This article is part of the UNPOP series – Unpacking Populism, published on a monthly basis and edited by Cristiano Gianolla and Maíra Magalhães Lopes.

Political opponents and mainstream media tend to frame populism as a scourge that contaminates democracies and political discourse. I argue that this derogatory tendency to define populism is over-simplistic, because populism can also carry benefits for the development of democracy and not just corrupt it. To sustain this argument, I will outline some benefits to democracy, based on existing literature, and taking the case of Portugal as an example.

Regardless of what populism is, or can be, it is still viewed as an inherently bad phenomenon for (liberal) democracies around the world. This is because populism is described as a construct that emerges through a binary and polarising division of the world. Populism, at its very basic core, builds on the opposition between ‘the pure people’ and ‘the corrupt elites’. Populist leaders create an ‘us’ versus ‘them’ narrative. Right-wing populism takes a nationalist turn, which can extend to nativism, where ‘us’ is defined as the true and native people of the nation, and ‘them’, as the vilified ‘others’, encompassing elites, migrants and minorities. In this case, the focus on social change targets other social groups aside from the elites and endures an exclusionary approach. On the other hand, left-wing populism tends to focus on a workers-versus-oligarchies oppositional framework, with the people on the bottom and the elites on the top, whilst offering, as a solution, a more socially inclusive approach with a focus on economic change.

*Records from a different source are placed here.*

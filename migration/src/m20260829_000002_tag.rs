use sea_orm_migration::{prelude::*, schema::*};

#[derive(DeriveMigrationName)]
pub struct Migration;

#[async_trait::async_trait]
impl MigrationTrait for Migration {
    async fn up(&self, manager: &SchemaManager) -> Result<(), DbErr> {
        manager
            .create_table(
                Table::create()
                    .table(Tag::Table)
                    .if_not_exists()
                    .col(pk_auto(Tag::Id))
                    .col(string_uniq(Tag::Name))
                    .col(string(Tag::Color))
                    .col(string_uniq(Tag::Slug))
                    .to_owned(),
            )
            .await?;

        Ok(())
    }

    async fn down(&self, manager: &SchemaManager) -> Result<(), DbErr> {
        manager
            .drop_table(Table::drop().table(Tag::Table).to_owned())
            .await?;

        Ok(())
    }
}

#[derive(DeriveIden)]
pub enum Tag {
    Table,
    Id,
    Name,
    Color,
    Slug,
}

However, this binary division of the world does not make populism an inherently bad thing. This division between ‘us’ and ‘them’ is very common in politics and is often used as a tool to create a sense of identity. As Harari puts it, the creation of collective identities is what, over centuries, has led us to cooperate with unknown individuals and it is only thanks to this that Sapiens have managed to create large communities that can cooperate. Similarly, in politics, this creation of identities allows socio-political groups of the same country to cooperate and relate to strangers through their shared ideology, allowing a separation between them and their political opponents for a better debate of ideas. Chantal Mouffe calls this agonism. However, in Portugal, this agonism has been moderate given the distribution of seats favouring mainstream parties; since 2019, the parliament has been made up of 80% centre parties (PS and PSD), which increased to 85% in 2022, taking away strength from both sides of the political spectrum. Also, the complicity between these two centre parties has increasingly reinforced the fading of political agonism.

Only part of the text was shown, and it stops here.